Book Survival of the City

Download or read book Survival of the City written by Edward Glaeser and published by Penguin. This book was released on 2021-09-07 with total page 481 pages. Available in PDF, EPUB and Kindle. Book excerpt: One of our great urbanists and one of our great public health experts join forces to reckon with how cities are changing in the face of existential threats the pandemic has only accelerated Cities can make us sick. They always have—diseases spread more easily when more people are close to one another. And disease is hardly the only ill that accompanies urban density. Cities have been demonized as breeding grounds for vice and crime from Sodom and Gomorrah on. But cities have flourished nonetheless because they are humanity’s greatest invention, indispensable engines for creativity, innovation, wealth, and connection, the loom on which the fabric of civilization is woven. But cities now stand at a crossroads. During the global COVID crisis, cities grew silent as people worked from home—if they could work at all. The normal forms of socializing ground to a halt. How permanent are these changes? Advances in digital technology mean that many people can opt out of city life as never before. Will they? Are we on the brink of a post-urban world? City life will survive but individual cities face terrible risks, argue Edward Glaeser and David Cutler, and a wave of urban failure would be absolutely disastrous. In terms of intimacy and inspiration, nothing can replace what cities offer. Great cities have always demanded great management, and our current crisis has exposed fearful gaps in our capacity for good governance. It is possible to drive a city into the ground, pandemic or not.
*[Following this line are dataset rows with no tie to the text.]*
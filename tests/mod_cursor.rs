use bson::{Bson, doc};
use odmlite::{Database, DocumentId, FieldDef, FieldType, Model, Schema};
use std::sync::Arc;

fn numbers(n: i32) -> Arc<Model> {
    let db = Database::new();
    let m = db.model("numbers", Schema::new().field("n", FieldDef::new(FieldType::Number))).unwrap();
    m.insert_many((0..n).map(|i| doc! {"n": i}).collect()).unwrap();
    m
}

fn n_of(d: &odmlite::Document) -> i32 {
    d.get("n").and_then(|b| b.as_i32()).unwrap()
}

#[test]
fn cursor_is_lazy_and_applies_skip_limit() {
    let m = numbers(10);
    let mut cur = m.where_("n").gte(3).skip(2).limit(3).cursor().unwrap();
    assert_eq!(cur.yielded(), 0);
    assert_eq!(n_of(&cur.next_doc().unwrap()), 5);
    assert_eq!(cur.yielded(), 1);
    let rest: Vec<i32> = cur.by_ref().map(|d| n_of(&d)).collect();
    assert_eq!(rest, vec![6, 7]);
    assert!(cur.is_exhausted());
}

#[test]
fn exhaustion_is_monotonic() {
    let m = numbers(2);
    let mut cur = m.find().cursor().unwrap();
    assert!(cur.next().is_some());
    assert!(cur.next().is_some());
    assert!(cur.next().is_none());
    assert!(cur.is_exhausted());
    m.create(doc! {"n": 99}).unwrap();
    assert!(cur.next().is_none());
    assert!(cur.next_doc().is_none());
}

#[test]
fn documents_deleted_after_open_are_skipped() {
    let m = numbers(5);
    let mut sorted = m.find().sort("-n").cursor().unwrap();
    let mut scan = m.find().cursor().unwrap();
    assert_eq!(n_of(&sorted.next_doc().unwrap()), 4);
    assert_eq!(n_of(&scan.next_doc().unwrap()), 0);
    m.delete_many(&doc! {"n": {"$in": [1, 3]}}).unwrap();
    assert_eq!(sorted.map(|d| n_of(&d)).collect::<Vec<_>>(), vec![2, 0]);
    assert_eq!(scan.map(|d| n_of(&d)).collect::<Vec<_>>(), vec![2, 4]);
}

#[test]
fn independent_cursors_do_not_block_writers() {
    let m = numbers(3);
    let mut a = m.find().cursor().unwrap();
    let mut b = m.find().cursor().unwrap();
    assert_eq!(n_of(&a.next_doc().unwrap()), 0);
    m.create(doc! {"n": 3}).unwrap();
    assert_eq!(n_of(&b.next_doc().unwrap()), 0);
    assert_eq!(a.count(), 3);
    assert_eq!(b.to_vec().len(), 3);
}

#[test]
fn projected_results_save_by_merging() {
    let db = Database::new();
    let m = db
        .model(
            "people",
            Schema::new()
                .field("name", FieldDef::new(FieldType::String).required())
                .field("age", FieldDef::new(FieldType::Number)),
        )
        .unwrap();
    let created = m.create(doc! {"name": "ann", "age": 30}).unwrap();
    let mut cur = m.find().select("age").cursor().unwrap();
    let mut d = cur.next_doc().unwrap();
    assert!(d.data.get("name").is_none());
    d.set("age", 31).unwrap();
    d.save().unwrap();
    let stored = m.find_by_id(created.id()).unwrap();
    assert_eq!(stored.get("name"), Some(Bson::String("ann".into())));
    assert_eq!(stored.get("age"), Some(Bson::Int32(31)));
}

#[test]
fn sliced_arrays_survive_a_save() {
    let db = Database::new();
    let m = db.model("tagged", Schema::new().strict(false)).unwrap();
    let created = m
        .create(doc! {"name": "a", "tags": ["t1", "t2", "t3"], "info": {"items": [1, 2, 3], "k": 1}})
        .unwrap();

    let mut d = m.where_("tags").slice(1).exec().unwrap().remove(0);
    assert_eq!(d.get("tags"), Some(Bson::Array(vec!["t1".into()])));
    d.set("name", "b").unwrap();
    d.save().unwrap();
    let stored = m.find_by_id(created.id()).unwrap();
    assert_eq!(stored.data.get_array("tags").unwrap().len(), 3);
    assert_eq!(stored.get("name"), Some(Bson::String("b".into())));
    assert_eq!(d.data.get_array("tags").unwrap().len(), 3);

    // replacing a sliced array writes the new value
    let mut d = m.where_("info.items").slice(-1).exec().unwrap().remove(0);
    assert_eq!(d.get("info.items"), Some(Bson::Array(vec![Bson::Int32(3)])));
    d.set("info.items", vec![9]).unwrap();
    d.save().unwrap();
    let stored = m.find_by_id(created.id()).unwrap();
    assert_eq!(stored.get("info.items"), Some(Bson::Array(vec![Bson::Int32(9)])));
    assert_eq!(stored.get("info.k"), Some(Bson::Int32(1)));
    assert_eq!(stored.data.get_array("tags").unwrap().len(), 3);
}

#[test]
fn dotted_projection_saves_without_dropping_siblings() {
    let db = Database::new();
    let m = db.model("visits", Schema::new().strict(false)).unwrap();
    let created = m.create(doc! {"info": {"visits": 3, "city": "oslo"}, "x": 1}).unwrap();
    let mut d = m.find().select("info.visits").exec_one().unwrap().unwrap();
    assert!(d.data.get("x").is_none());
    d.set("info.visits", 4).unwrap();
    d.save().unwrap();
    let stored = m.find_by_id(created.id()).unwrap();
    assert_eq!(stored.data.get_document("info").unwrap(), &doc! {"visits": 4, "city": "oslo"});
    assert_eq!(stored.get("x"), Some(Bson::Int32(1)));
}

#[test]
fn lean_cursor_yields_plain_documents() {
    let m = numbers(4);
    let cur = m.find().sort("-n").limit(2).cursor().unwrap();
    let rows: Vec<bson::Document> = cur.lean().collect();
    assert_eq!(rows.iter().map(|r| r.get_i32("n").unwrap()).collect::<Vec<_>>(), vec![3, 2]);
}

#[test]
fn identity_round_trips_through_the_store() {
    let m = numbers(1);
    let d = m.find().exec_one().unwrap().unwrap();
    let id: DocumentId = d.data.get_str("_id").unwrap().parse().unwrap();
    assert_eq!(&id, d.id());
}

#[tokio::test]
async fn async_cursor_and_exec() {
    let m = numbers(6);
    let mut cur = m.where_("n").modulo(2, 0).cursor().unwrap();
    let mut seen = Vec::new();
    while let Some(d) = cur.next_async().await {
        seen.push(n_of(&d));
    }
    assert_eq!(seen, vec![0, 2, 4]);
    assert!(cur.next_async().await.is_none());

    let docs = m.find().sort("-n").limit(2).exec_async().await.unwrap();
    assert_eq!(docs.iter().map(n_of).collect::<Vec<_>>(), vec![5, 4]);
}

#[tokio::test]
async fn async_exec_reports_chain_errors() {
    let m = numbers(1);
    let mut q = m.find().gt(3);
    assert!(q.exec_async().await.is_err());
}
use bson::{Bson, Document as BsonDocument};
use std::collections::HashMap;
use std::fmt;
use std::sync::Arc;

use super::types::{
    FieldDef, InstanceMethod, QueryHelper, SchemaOptions, StaticMethod, VirtualField,
};
use crate::document::Document;
use crate::errors::DbError;
use crate::model::Model;
use crate::query::Query;

/// Declarative shape and behaviour of a collection.
///
/// Behaviour tables are filled at definition time; documents, models and
/// queries look entries up by name when they are invoked.
#[derive(Clone, Default)]
pub struct Schema {
    fields: Vec<(String, FieldDef)>,
    methods: HashMap<String, InstanceMethod>,
    statics: HashMap<String, StaticMethod>,
    helpers: HashMap<String, QueryHelper>,
    virtuals: HashMap<String, VirtualField>,
    pub options: SchemaOptions,
}

impl fmt::Debug for Schema {
    fn fmt(&self, f: &mut fmt::Formatter<'_>) -> fmt::Result {
        f.debug_struct("Schema")
            .field("fields", &self.fields)
            .field("methods", &self.methods.keys().collect::<Vec<_>>())
            .field("statics", &self.statics.keys().collect::<Vec<_>>())
            .field("helpers", &self.helpers.keys().collect::<Vec<_>>())
            .field("virtuals", &self.virtuals.keys().collect::<Vec<_>>())
            .field("options", &self.options)
            .finish()
    }
}

impl Schema {
    #[must_use]
    pub fn new() -> Self {
        Self::default()
    }

    /// Declares (or redeclares) a path.
    #[must_use]
    pub fn field(mut self, name: &str, def: FieldDef) -> Self {
        if let Some(slot) = self.fields.iter_mut().find(|(n, _)| n == name) {
            slot.1 = def;
        } else {
            self.fields.push((name.to_string(), def));
        }
        self
    }

    #[must_use]
    pub fn strict(mut self, strict: bool) -> Self {
        self.options.strict = strict;
        self
    }

    #[must_use]
    pub fn timestamps(mut self, on: bool) -> Self {
        self.options.timestamps = on;
        self
    }

    #[must_use]
    pub fn method<F>(mut self, name: &str, f: F) -> Self
    where
        F: Fn(&mut Document, &[Bson]) -> Result<Bson, DbError> + Send + Sync + 'static,
    {
        self.methods.insert(name.to_string(), Arc::new(f));
        self
    }

    #[must_use]
    pub fn static_fn<F>(mut self, name: &str, f: F) -> Self
    where
        F: Fn(&Model, &[Bson]) -> Result<Bson, DbError> + Send + Sync + 'static,
    {
        self.statics.insert(name.to_string(), Arc::new(f));
        self
    }

    #[must_use]
    pub fn query_helper<F>(mut self, name: &str, f: F) -> Self
    where
        F: Fn(Query, &[Bson]) -> Query + Send + Sync + 'static,
    {
        self.helpers.insert(name.to_string(), Arc::new(f));
        self
    }

    #[must_use]
    pub fn virtual_get<F>(mut self, name: &str, f: F) -> Self
    where
        F: Fn(&BsonDocument) -> Bson + Send + Sync + 'static,
    {
        self.virtuals.entry(name.to_string()).or_default().getter = Some(Arc::new(f));
        self
    }

    #[must_use]
    pub fn virtual_set<F>(mut self, name: &str, f: F) -> Self
    where
        F: Fn(&mut BsonDocument, Bson) -> Result<(), DbError> + Send + Sync + 'static,
    {
        self.virtuals.entry(name.to_string()).or_default().setter = Some(Arc::new(f));
        self
    }

    pub fn fields(&self) -> impl Iterator<Item = (&str, &FieldDef)> {
        self.fields.iter().map(|(n, d)| (n.as_str(), d))
    }

    #[must_use]
    pub fn field_def(&self, name: &str) -> Option<&FieldDef> {
        self.fields.iter().find(|(n, _)| n == name).map(|(_, d)| d)
    }

    #[must_use]
    pub fn get_method(&self, name: &str) -> Option<&InstanceMethod> {
        self.methods.get(name)
    }

    #[must_use]
    pub fn get_static(&self, name: &str) -> Option<&StaticMethod> {
        self.statics.get(name)
    }

    #[must_use]
    pub fn get_query_helper(&self, name: &str) -> Option<&QueryHelper> {
        self.helpers.get(name)
    }

    #[must_use]
    pub fn get_virtual(&self, name: &str) -> Option<&VirtualField> {
        self.virtuals.get(name)
    }

    pub fn virtual_names(&self) -> impl Iterator<Item = &str> {
        self.virtuals.keys().map(String::as_str)
    }

    /// Applies defaults, casts, and validators; returns the document to persist.
    ///
    /// # Errors
    /// Returns `DbError::Validation` naming the first failing path.
    pub fn validate(&self, data: &BsonDocument) -> Result<BsonDocument, DbError> {
        super::validate::prepare(self, data)
    }
}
Glaeser and Cutler examine the evolution that is already happening, and describe the possible futures that lie before us: What will distinguish the cities that will flourish from the ones that won’t? In America, they argue, deep inequities in health care and education are a particular blight on the future of our cities; solving them will be the difference between our collective good health and a downward spiral to a much darker place.

Book Meeting Regional Stemm Workforce Needs in the Wake of Covid 19

Download or read book Meeting Regional Stemm Workforce Needs in the Wake of Covid 19 written by National Academies of Sciences Engineering and Medicine and published by . This book was released on 2021-07-23 with total page pages. Available in PDF, EPUB and Kindle. Book excerpt: The COVID-19 pandemic is transforming the global economy and significantly shifting workforce demand, requiring quick, adaptive responses. The pandemic has revealed the vulnerabilities of many organizations and regional economies, and it has accelerated trends that could lead to significant improvements in productivity, performance, and resilience, which will enable organizations and regions to thrive in the next normal. To explore how communities around the United States are addressing workforce issues laid bare by the COVID-19 pandemic and how they are taking advantage of local opportunities to expand their science, technology, engineering, mathematics, and medicine (STEMM) workforces to position them for success going forward, the Board of Higher Education and Workforce of the National Academies of Sciences, Engineering, and Medicine convened a series of workshops to identify immediate and near-term regional STEMM workforce needs in the wake of the COVID-19 pandemic. The workshop planning committee identified five U.S. cities and their associated metropolitan areas - Birmingham, Alabama; Boston, Massachusetts; Richmond, Virginia; Riverside, California; and Wichita, Kansas - to host workshops highlighting promising practices that communities can use to respond urgently and appropriately to their STEMM workforce needs. A sixth workshop discussed how the lessons learned during the five region-focused workshops could be applied in other communities to meet STEMM workforce needs. This proceedings of a virtual workshop series summarizes the presentations and discussions from the six public workshops that made up the virtual workshop series and highlights the key points raised during the presentations, moderated panel discussions and deliberations, and open discussions among the workshop participants.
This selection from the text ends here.